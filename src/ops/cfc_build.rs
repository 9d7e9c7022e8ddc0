//! Implementation of `cargo-for-c build`.

use std::path::{Path, PathBuf};

use anyhow::{Context, Result};
use miette::Diagnostic;
use thiserror::Error;

use crate::builder::invocation::CompileInvocation;
use crate::builder::toolchain::find_c_compiler;
use crate::core::materialize::MaterializationMap;
use crate::core::project::{BuildTarget, ProjectContext};
use crate::ops::cfc_fetch::fetch;
use crate::util::config::Config;
use crate::util::fs::{create_dir_idempotent, entry_exists};
use crate::util::process::ProcessRunner;
use crate::util::shell::{Shell, Status};

/// Errors that stop a build.
#[derive(Debug, Error, Diagnostic)]
pub enum BuildError {
    #[error("no C compiler found")]
    #[diagnostic(
        code(cargo_for_c::build::compiler_not_found),
        help("install cc, gcc or clang, set the CC environment variable, or set `build.cc` in `.cargo-for-c/config.toml`")
    )]
    CompilerNotFound,

    #[error("entry point `{path}` does not exist")]
    #[diagnostic(
        code(cargo_for_c::build::missing_entry_point),
        help("every project is compiled from `src/main.c`")
    )]
    MissingEntryPoint { path: PathBuf },

    #[error("compilation failed ({})", describe_exit(.code))]
    #[diagnostic(
        code(cargo_for_c::build::compiler_failed),
        help("the compiler's own diagnostics are printed above")
    )]
    CompilerFailed { code: Option<i32> },
}

fn describe_exit(code: &Option<i32>) -> String {
    match code {
        Some(code) => format!("exit status {}", code),
        None => "terminated by signal".to_string(),
    }
}

/// Options for the build command.
#[derive(Debug, Clone, Copy, Default)]
pub struct BuildOptions {
    /// Debug or release
    pub target: BuildTarget,

    /// Skip fetching missing dependencies
    pub offline: bool,
}

/// A finished build.
#[derive(Debug, Clone, PartialEq, Eq)]
pub struct BuildResult {
    pub binary: PathBuf,
    pub target: BuildTarget,
}

/// Fetch missing dependencies, find a compiler, and compile the project.
///
/// Without a manifest the project has no dependencies. Fetch failures are
/// warnings here; the compiler reports whatever they break.
pub fn build_project(
    ctx: &ProjectContext,
    config: &Config,
    opts: BuildOptions,
    runner: &mut dyn ProcessRunner,
    shell: &Shell,
) -> Result<BuildResult> {
    if opts.offline || config.net.is_offline() {
        tracing::debug!("offline; not fetching dependencies");
    } else if entry_exists(&ctx.manifest_path()) {
        let report = fetch(ctx, config, runner, shell)?;
        if report.has_failures() {
            shell.warn(format!(
                "{} dependencies could not be fetched; building anyway",
                report.failed()
            ));
        }
    } else {
        tracing::debug!("no manifest at {}", ctx.manifest_path().display());
    }

    let compiler =
        find_c_compiler(config.build.cc.as_deref()).ok_or(BuildError::CompilerNotFound)?;
    tracing::debug!(
        "compiler {} (from {})",
        compiler.path.display(),
        compiler.source
    );

    build(ctx, opts.target, &compiler.path, runner, shell)
}

/// Compile the project's entry point with `compiler`.
pub fn build(
    ctx: &ProjectContext,
    target: BuildTarget,
    compiler: &Path,
    runner: &mut dyn ProcessRunner,
    shell: &Shell,
) -> Result<BuildResult> {
    create_dir_idempotent(&ctx.output_dir(target))?;

    let entry = ctx.entry_point();
    if !entry.is_file() {
        return Err(BuildError::MissingEntryPoint { path: entry }.into());
    }

    let map = MaterializationMap::for_project(ctx);
    let binary = ctx.output_binary(target);
    let invocation = CompileInvocation::new(compiler, map.include_dirs(), &binary, entry, target);
    let cmd = invocation.to_process(ctx.root());

    let span = shell.span();
    shell.status(
        Status::Compiling,
        format!("{} ({})", ctx.name(), ctx.root().display()),
    );
    if shell.is_verbose() {
        shell.note(format!("Running `{}`", cmd.display_command()));
    }
    tracing::debug!("running `{}`", cmd.display_command());

    let output = runner
        .status(&cmd)
        .with_context(|| format!("failed to run compiler `{}`", compiler.display()))?;

    shell.json_event(&serde_json::json!({
        "reason": "build-finished",
        "target": target.dir_name(),
        "binary": binary.display().to_string(),
        "success": output.success(),
    }));

    if !output.success() {
        return Err(BuildError::CompilerFailed { code: output.code }.into());
    }

    span.finish_with_message(format!("`{}` target", target.dir_name()));

    Ok(BuildResult { binary, target })
}

#[cfg(test)]
mod tests {
    use super::*;
    use crate::core::require_project;
    use crate::test_support::{MockExecutor, MockProcessOutput, ProjectFixture};
    use tempfile::TempDir;

    fn project(tmp: &TempDir) -> ProjectContext {
        let root = ProjectFixture::new("hello").create(tmp.path());
        require_project(&root).unwrap()
    }

    #[test]
    fn test_debug_build_has_debug_flag() {
        let tmp = TempDir::new().unwrap();
        let ctx = project(&tmp);
        let mut exec = MockExecutor::new();
        exec.set_default(MockProcessOutput::success(""));

        let result = build(&ctx, BuildTarget::Debug, Path::new("cc"), &mut exec, &Shell::quiet())
            .unwrap();

        assert_eq!(result.binary, ctx.output_binary(BuildTarget::Debug));
        let args = exec.commands()[0].get_args();
        assert!(args.iter().any(|a| a == "-g"));
        assert!(args.contains(&format!("-I{}", ctx.include_root().display())));
        assert!(args.contains(&ctx.output_binary(BuildTarget::Debug).display().to_string()));
        assert!(ctx.output_dir(BuildTarget::Debug).is_dir());
    }

    #[test]
    fn test_release_build_omits_debug_flag() {
        let tmp = TempDir::new().unwrap();
        let ctx = project(&tmp);
        let mut exec = MockExecutor::new();
        exec.set_default(MockProcessOutput::success(""));

        build(&ctx, BuildTarget::Release, Path::new("cc"), &mut exec, &Shell::quiet()).unwrap();

        let args = exec.commands()[0].get_args();
        assert!(!args.iter().any(|a| a == "-g"));
        assert!(args.contains(&ctx.output_binary(BuildTarget::Release).display().to_string()));
        assert!(ctx.output_dir(BuildTarget::Release).is_dir());
    }

    #[test]
    fn test_output_dir_creation_is_idempotent() {
        let tmp = TempDir::new().unwrap();
        let ctx = project(&tmp);
        std::fs::create_dir_all(ctx.output_dir(BuildTarget::Debug)).unwrap();

        let mut exec = MockExecutor::new();
        exec.set_default(MockProcessOutput::success(""));

        build(&ctx, BuildTarget::Debug, Path::new("cc"), &mut exec, &Shell::quiet()).unwrap();
        build(&ctx, BuildTarget::Debug, Path::new("cc"), &mut exec, &Shell::quiet()).unwrap();
        assert_eq!(exec.calls().len(), 2);
    }

    #[test]
    fn test_compiler_failure_is_propagated() {
        let tmp = TempDir::new().unwrap();
        let ctx = project(&tmp);
        let mut exec = MockExecutor::new();
        exec.expect_contains("main.c", MockProcessOutput::failure(1, ""));

        let err = build(&ctx, BuildTarget::Debug, Path::new("cc"), &mut exec, &Shell::quiet())
            .unwrap_err();

        assert!(matches!(
            err.downcast_ref::<BuildError>(),
            Some(BuildError::CompilerFailed { code: Some(1) })
        ));
    }

    #[test]
    fn test_missing_entry_point() {
        let tmp = TempDir::new().unwrap();
        let root = ProjectFixture::new("hello").without_main().create(tmp.path());
        let ctx = require_project(&root).unwrap();
        let mut exec = MockExecutor::new();

        let err = build(&ctx, BuildTarget::Debug, Path::new("cc"), &mut exec, &Shell::quiet())
            .unwrap_err();

        assert!(matches!(
            err.downcast_ref::<BuildError>(),
            Some(BuildError::MissingEntryPoint { .. })
        ));
        assert!(exec.calls().is_empty());
    }

    #[test]
    fn test_build_project_fetches_first() {
        let tmp = TempDir::new().unwrap();
        let root = ProjectFixture::new("hello")
            .with_dependencies(&["https://host/lib"])
            .create(tmp.path());
        let ctx = require_project(&root).unwrap();

        let cc = tmp.path().join("fake-cc");
        std::fs::write(&cc, "").unwrap();
        let mut config = Config::default();
        config.build.cc = Some(cc.clone());
        config.net.git = Some(PathBuf::from("git"));

        let mut exec = MockExecutor::new();
        exec.set_default(MockProcessOutput::success(""))
            .create_clone_dirs();

        build_project(&ctx, &config, BuildOptions::default(), &mut exec, &Shell::quiet()).unwrap();

        assert_eq!(exec.calls().len(), 2);
        assert!(exec.calls()[0].starts_with("git clone https://host/lib"));
        assert_eq!(exec.commands()[1].get_program(), cc.as_path());
    }

    #[test]
    fn test_build_project_offline_and_fetch_failure() {
        let tmp = TempDir::new().unwrap();
        let root = ProjectFixture::new("hello")
            .with_dependencies(&["https://host/lib"])
            .create(tmp.path());
        let ctx = require_project(&root).unwrap();

        let cc = tmp.path().join("fake-cc");
        std::fs::write(&cc, "").unwrap();
        let mut config = Config::default();
        config.build.cc = Some(cc);
        config.net.git = Some(PathBuf::from("git"));

        // Offline: only the compiler runs.
        let mut exec = MockExecutor::new();
        exec.set_default(MockProcessOutput::success(""));
        let opts = BuildOptions {
            offline: true,
            ..BuildOptions::default()
        };
        build_project(&ctx, &config, opts, &mut exec, &Shell::quiet()).unwrap();
        assert_eq!(exec.count_containing("clone"), 0);

        // A failed clone does not stop the build.
        let mut exec = MockExecutor::new();
        exec.expect_prefix("git clone", MockProcessOutput::failure(128, "fatal"))
            .set_default(MockProcessOutput::success(""));
        build_project(&ctx, &config, BuildOptions::default(), &mut exec, &Shell::quiet()).unwrap();
        assert_eq!(exec.calls().len(), 2);
    }

    #[test]
    fn test_build_project_without_manifest() {
        let tmp = TempDir::new().unwrap();
        let root = ProjectFixture::new("hello").without_manifest().create(tmp.path());
        let ctx = require_project(&root).unwrap();

        let cc = tmp.path().join("fake-cc");
        std::fs::write(&cc, "").unwrap();
        let mut config = Config::default();
        config.build.cc = Some(cc);

        let mut exec = MockExecutor::new();
        exec.set_default(MockProcessOutput::success(""));
        build_project(&ctx, &config, BuildOptions::default(), &mut exec, &Shell::quiet()).unwrap();

        assert_eq!(exec.calls().len(), 1);
    }
}
//! cargo-for-c CLI - A minimal Cargo-like project manager for C

use anyhow::Result;
use clap::error::ErrorKind;
use clap::Parser;
use tracing_subscriber::EnvFilter;

use cargo_for_c::util::diagnostic::{emit, Diagnostic};
use cargo_for_c::util::{GlobalContext, Shell};

mod cli;
mod commands;

use cli::{Cli, Commands, MessageFormat};

fn main() {
    let cli = match Cli::try_parse() {
        Ok(cli) => cli,
        Err(e) => {
            let _ = e.print();
            match e.kind() {
                ErrorKind::DisplayHelp | ErrorKind::DisplayVersion => std::process::exit(0),
                _ => std::process::exit(1),
            }
        }
    };

    let shell = Shell::from_flags(
        cli.quiet,
        cli.verbose,
        cli.color_choice(),
        cli.message_format == MessageFormat::Json,
    );

    init_logging(&cli);

    if let Err(e) = run(cli, &shell) {
        if shell.is_json() {
            shell.error(format!("{:#}", e));
        } else {
            emit(&Diagnostic::from_error(&e), shell.use_color());
        }
        std::process::exit(1);
    }
}

fn init_logging(cli: &Cli) {
    let default = if cli.verbose {
        "cargo_for_c=debug"
    } else if cli.quiet {
        "cargo_for_c=error"
    } else {
        "cargo_for_c=warn"
    };
    let filter =
        EnvFilter::try_from_env("CARGO_FOR_C_LOG").unwrap_or_else(|_| EnvFilter::new(default));

    tracing_subscriber::fmt()
        .with_env_filter(filter)
        .with_writer(std::io::stderr)
        .with_target(false)
        .without_time()
        .init();
}

fn run(cli: Cli, shell: &Shell) -> Result<()> {
    let gctx = GlobalContext::new()?;

    match cli.command {
        Commands::Init(args) => commands::init::execute(args, &gctx, shell),
        Commands::New(args) => commands::new::execute(args, &gctx, shell),
        Commands::Build(args) => commands::build::execute(args, &gctx, shell),
        Commands::Fetch(args) => commands::fetch::execute(args, &gctx, shell),
    }
}
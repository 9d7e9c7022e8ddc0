//! `cargo-for-c new` command

use anyhow::Result;

use crate::cli::NewArgs;
use cargo_for_c::ops::new_project;
use cargo_for_c::util::{GlobalContext, Shell};

pub fn execute(args: NewArgs, gctx: &GlobalContext, shell: &Shell) -> Result<()> {
    let report = new_project(gctx.cwd(), &args.name)?;

    super::report_scaffold(&report, &args.name, shell);

    Ok(())
}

= = =

## Your instructions
Answer with the number alone: how many lines in the records include the word "Some"?

## Written reply
8